5. Il ressort des pièces du dossier que M. B... souffre d'une sténose carotidienne faisant suite au traitement d'un cancer de la zone pharyngée réalisé en Allemagne, sténose qui a fait l'objet d'une opération chirurgicale en 2020 à Marseille. Le requérant souffre par ailleurs d'une dépression. Les certificats médicaux rédigés par le Dr Philip le 6 janvier 2020 et le 1er février 2021, par le Dr Dermeche le 24 septembre 2020, par le Dr Oraha le 7 décembre 2020 et par le Dr Sargon le 16 février 2021, indiquent de manière concordante que l'intéressé a besoin, après l'acte chirurgical réalisé en 2020 à Marseille, d'une surveillance cardiovasculaire destinée au suivi de son état de santé. Il ressort par ailleurs des pièces du dossier, et notamment du rapport du ministère de l'intérieur du Royaume-Uni de mai 2019 produit par le préfet des Bouches-du-Rhône devant le tribunal administratif de Marseille, qu'un tel suivi est possible dans des centres de santé publics et privés situés notamment à Bagdad, à Erbil et à Mossoul. Les attestations et certificats produits par l'intéressé faisant seulement état de manière générale d'une impossibilité de réaliser ce suivi, ils ne sont pas à même de remettre en cause l'avis du collège de médecins de l'Office français de l'immigration et de l'intégration qui a

estimé que M. B... pouvait bénéficier d'un suivi adapté dans son pays d'origine. Par ailleurs, il ne ressort d'aucune des pièces du dossier que la dépression dont souffre l'intéressé ne pourrait être prise en charge en Irak. M. B..., qui en outre ne conteste pas le motif de l'arrêté attaqué tiré de l'absence de preuve de sa résidence habituelle en France, qui suffirait à lui seul à fonder cette décision, n'est dès lors pas fondé à soutenir que le préfet des Bouches-du-Rhône a méconnu les dispositions précitées en lui refusant le séjour.

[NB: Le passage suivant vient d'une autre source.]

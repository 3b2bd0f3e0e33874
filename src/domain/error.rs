use thiserror::Error;

#[derive(Debug, Error)]
pub enum DomainError {
    #[error("Not found: {0}")]
    NotFound(String),

    #[error("Invalid input: {0}")]
    InvalidInput(String),

    #[error("Storage error: {0}")]
    Storage(String),

    #[error("Serialization error: {0}")]
    Serialization(String),

    #[error("Quote error: {0}")]
    Quote(String),

    #[error("Config error: {0}")]
    Config(String),
}

impl From<serde_json::Error> for DomainError {
    fn from(e: serde_json::Error) -> Self {
        DomainError::Serialization(e.to_string())
    }
}
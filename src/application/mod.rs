pub mod analysis_store;
pub mod quote;
pub mod valuate;
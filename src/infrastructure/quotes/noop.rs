use crate::domain::error::DomainError;
use crate::domain::ports::quote_provider::{Quote, QuoteProvider};
use async_trait::async_trait;

/// Used when no quote API key is configured.
pub struct NoopQuoteProvider;

#[async_trait]
impl QuoteProvider for NoopQuoteProvider {
    fn name(&self) -> &str {
        "noop"
    }

    async fn quote(&self, _symbol: &str) -> Result<Quote, DomainError> {
        Err(DomainError::Config("no quote API key configured".into()))
    }
}
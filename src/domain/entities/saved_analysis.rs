use crate::domain::valuation::result::null_as_zero;
use crate::domain::valuation::ValuationResult;
use chrono::{DateTime, Utc};
use serde::{Deserialize, Serialize};

/// Placeholder written when the caller leaves ticker or company blank.
pub const UNKNOWN_LABEL: &str = "N/A";

/// A valuation snapshot kept in the history. Never mutated once created.
#[derive(Debug, Clone, PartialEq, Serialize, Deserialize)]
#[serde(rename_all = "camelCase")]
pub struct SavedAnalysis {
    pub id: String,
    pub ticker: String,
    pub company: String,
    pub date: DateTime<Utc>,
    pub method: String,
    pub result: ValuationResult,
    #[serde(deserialize_with = "null_as_zero")]
    pub current_price: f64,
}

impl SavedAnalysis {
    pub fn new(ticker: &str, company: &str, result: ValuationResult, current_price: f64) -> Self {
        let ticker = ticker.trim().to_uppercase();
        let company = company.trim();
        Self {
            id: uuid::Uuid::new_v4().to_string(),
            ticker: if ticker.is_empty() {
                UNKNOWN_LABEL.to_string()
            } else {
                ticker
            },
            company: if company.is_empty() {
                UNKNOWN_LABEL.to_string()
            } else {
                company.to_string()
            },
            date: Utc::now(),
            method: result.method.clone(),
            result,
            current_price,
        }
    }

    /// One history row: ticker, method, price → ceiling, upside, date.
    pub fn summary_line(&self) -> String {
        format!(
            "{} [{}] {} | {:.2} -> ceiling {:.2} | {:+.1}% | {} | {}",
            self.ticker,
            self.result.signal,
            self.method,
            self.current_price,
            self.result.ceiling_price,
            self.result.upside_percent,
            self.date.format("%Y-%m-%d"),
            self.id,
        )
    }
}
pub mod key_value_storage;
pub mod quote_provider;
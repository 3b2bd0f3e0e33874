use crate::domain::error::DomainError;

/// A persistent medium of named string slots.
pub trait KeyValueStorage: Send + Sync {
    fn get(&self, key: &str) -> Result<Option<String>, DomainError>;
    fn set(&self, key: &str, value: &str) -> Result<(), DomainError>;
}
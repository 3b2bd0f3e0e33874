pub mod file;
pub mod memory;
pub mod migrations;
pub mod sqlite;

6. En second lieu, aux termes de l'article 8 de la convention européenne de sauvegarde des droits de l'homme et des libertés fondamentales : " 1. Toute personne a droit au respect de sa vie privée et familiale, de son domicile et de sa correspondance. / 2. Il ne peut y avoir ingérence d'une autorité publique dans l'exercice de ce droit que pour autant que cette ingérence est prévue par la loi et qu'elle constitue une mesure qui, dans une société démocratique, est nécessaire à la sécurité nationale, à la sûreté publique, au bienêtre économique du pays, à la défense de l'ordre et à la prévention des infractions pénales, à la protection de la santé ou de la morale, ou à la protection des droits et libertés d'autrui. ".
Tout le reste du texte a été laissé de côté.